Ford Kuga dyn VoLi
Flott und frisch unterwegs im Kuga
 

Testbericht: Ford Kuga 2,0 TDCi Powershift Titanium

Ideal besetzte SUV-Komponenten. Ford’scher Fahrspaß inklusive.

01.10.2010 Autorevue Magazin

Die ideale Antriebskombination für ein SUV ist schnell gefunden: Das Aggregat muss Diesel sein, damit die Fuhre dank zünftigen Drehmoments ­adäquat beschleunigt und auch verbrauchsseitig gegenüber ­einem Benziner klare Vorteile bietet. Das Getriebe schalte vorzugsweise automatisch und sei im Idealfall ein modernes Doppelkupplungsgetriebe. Beste Voraussetzungen also für die ­jüngste Variante des Ford Kuga.

Der 163-PS-Diesel steht gut im Saft und bietet in jeder Lebenslage angenehmen Schub – den braucht er auch:

Denn das Getriebe sorgt in den unteren Gängen für recht große Drehzahlsprünge, und so landet die Drehzahlnadel oft nur bäuchlings über Standgasniveau. Lästig verhält es sich nur beim Überholen: Bis das ­Getriebe die richtigen Gänge sortiert hat, dauert es oft ein Weilchen. Man kann ihm beim Nachdenken zusehen: „Passt der? Nein, ich nehm’ lieber noch einen drunter.“ Das wird anderswo besser gelöst. Ansonsten ist die Schaltbox frei von Kritik: Die Schaltvorgänge passieren sanft, und auf Gefällestrecken wird man selten von der manuellen Eingriffsmöglichkeit Gebrauch machen, da der richtige Gang meist schon eingelegt ist.

Ansonsten zählt der Ford Kuga zu den fahraktiven Geräten.

Er lässt sich mit der präzisen Lenkung wunderbar um Kurven zirkeln, das Fahrwerk ist eher auf der straffen Seite daheim.
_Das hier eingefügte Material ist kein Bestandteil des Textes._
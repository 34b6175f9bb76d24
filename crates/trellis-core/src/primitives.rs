//! # Engine Primitives
//!
//! Fixed runtime constants for the Trellis engine.
//!
//! These are compiled into the binary and immutable at runtime.

// =============================================================================
// TRAVERSAL
// =============================================================================

/// Maximum number of scoped worker threads used to fetch one breadth-first
/// frontier level.
///
/// A level narrower than this spawns one worker per vertex.
pub const FRONTIER_WORKERS: usize = 8;

// =============================================================================
// SYNTHETIC GRAPHS
// =============================================================================

/// Default maximum number of children of a generated vertex.
pub const DEFAULT_CHILD_COUNT: usize = 3;

/// Default number of property names in a generated property schema.
pub const DEFAULT_PROPERTY_COUNT: usize = 4;

/// Default chance, in percent, that a generated vertex carries a given
/// schema property.
pub const DEFAULT_PROPERTY_INCLUSION: u8 = 50;

/// Largest integer a generated integer property can take. The smallest is 1.
pub const MAX_GENERATED_INT: i64 = 10;

/// Syllable bounds of generated pseudowords (labels, property names, values).
pub const PSEUDOWORD_SYLLABLES: std::ops::RangeInclusive<usize> = 2..=4;

#[cfg(test)]
mod tests {
    use super::*;

    #[test]
    fn frontier_has_workers() {
        assert!(FRONTIER_WORKERS >= 1);
    }

    #[test]
    fn inclusion_is_a_percentage() {
        assert!(DEFAULT_PROPERTY_INCLUSION <= 100);
    }

    #[test]
    fn pseudowords_are_never_empty() {
        assert!(*PSEUDOWORD_SYLLABLES.start() >= 1);
    }
}
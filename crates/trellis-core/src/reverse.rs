//! # Reverse Edges Graph
//!
//! Every vertex is produced with the source and target of each edge swapped.
//! Children become parents and parents become children. Root discovery is
//! vetoed: the roots of the reversed graph are not derivable from the roots
//! of the wrapped one.

use crate::element::Vertex;
use crate::graph::{
    DynamicGraph, DynamicInGraph, DynamicOutGraph, EntireGraph, Graph, RootedGraph, SharedGraph,
    VertexStream, failed_stream,
};
use crate::identity::Identity;
use crate::types::GraphError;
use crate::wrapper::WrapperGraph;
use tracing::trace;

/// A view of a graph with every edge reversed.
pub struct ReverseEdgesGraph {
    inner: SharedGraph,
}

impl ReverseEdgesGraph {
    /// Reverse the edges of `inner`.
    #[must_use]
    pub fn new(inner: SharedGraph) -> Self {
        Self { inner }
    }

    fn reverse(vertex: Vertex) -> Vertex {
        Vertex {
            edges: vertex.edges.iter().map(|e| e.reversed()).collect(),
            ..vertex
        }
    }

    /// Reversed neighbours from the wrapped adjacency, or recovered from the
    /// reversed vertex's own edges when the adjacency is missing.
    fn neighbours<'a>(&'a self, id: &Identity, children: bool) -> VertexStream<'a> {
        let opposite = if children {
            self.inner
                .as_dynamic_in()
                .map(|g| g.get_parent_vertices(id))
        } else {
            self.inner
                .as_dynamic_out()
                .map(|g| g.get_child_vertices(id))
        };
        if let Some(stream) = opposite {
            return Box::new(stream.map(|r| r.map(Self::reverse)));
        }

        trace!(%id, children, "opposite adjacency missing: recovering from edges");
        let vertex = match self.get_vertex(id) {
            Ok(Some(vertex)) => vertex,
            Ok(None) => return Box::new(std::iter::empty()),
            Err(e) => return failed_stream(e),
        };
        let ends: Vec<Identity> = if children {
            vertex.out_edges().filter_map(|e| e.other_end(id)).cloned().collect()
        } else {
            vertex.in_edges().filter_map(|e| e.other_end(id)).cloned().collect()
        };
        Box::new(
            ends.into_iter()
                .filter_map(move |end| self.get_vertex(&end).transpose()),
        )
    }
}

impl WrapperGraph for ReverseEdgesGraph {
    fn wrapped(&self) -> &dyn Graph {
        &*self.inner
    }

    fn provide_dynamic(&self) -> Option<&dyn DynamicGraph> {
        self.inner.as_dynamic().map(|_| self as &dyn DynamicGraph)
    }

    fn provide_dynamic_in(&self) -> Option<&dyn DynamicInGraph> {
        self.inner.as_dynamic().map(|_| self as &dyn DynamicInGraph)
    }

    fn provide_dynamic_out(&self) -> Option<&dyn DynamicOutGraph> {
        self.inner.as_dynamic().map(|_| self as &dyn DynamicOutGraph)
    }

    fn provide_entire(&self) -> Option<&dyn EntireGraph> {
        self.inner.as_entire().map(|_| self as &dyn EntireGraph)
    }

    fn provide_rooted(&self) -> Option<&dyn RootedGraph> {
        None
    }
}

impl DynamicGraph for ReverseEdgesGraph {
    fn get_vertex(&self, id: &Identity) -> Result<Option<Vertex>, GraphError> {
        Ok(self
            .inner
            .require_dynamic("ReverseEdgesGraph::get_vertex")?
            .get_vertex(id)?
            .map(Self::reverse))
    }
}

impl DynamicInGraph for ReverseEdgesGraph {
    fn get_parent_vertices<'a>(&'a self, id: &Identity) -> VertexStream<'a> {
        self.neighbours(id, false)
    }
}

impl DynamicOutGraph for ReverseEdgesGraph {
    fn get_child_vertices<'a>(&'a self, id: &Identity) -> VertexStream<'a> {
        self.neighbours(id, true)
    }
}

impl EntireGraph for ReverseEdgesGraph {
    fn get_vertices(&self) -> VertexStream<'_> {
        match self.inner.require_entire("ReverseEdgesGraph::get_vertices") {
            Ok(entire) => Box::new(entire.get_vertices().map(|r| r.map(Self::reverse))),
            Err(e) => failed_stream(e),
        }
    }
}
Auch die Bremse vermittelt ein gutes Pedalgefühl, bleibt standfest. ­Fazit: Die Fahrfreude ist einem sicher. Zuwider nur, dass man diese auch bezahlt. Denn beim freudigen Kurvenswingen gönnt sich der Zweiliter gerne einen Schluck mehr, die Werksangabe vergesse man besser. 6,8 versus 9,4 heißt der Spielstand – aber wenn man vom verfügbaren Fahrspaß nichts konsumiert, werden es immerhin 7,5 Liter auf 100 Kilometer.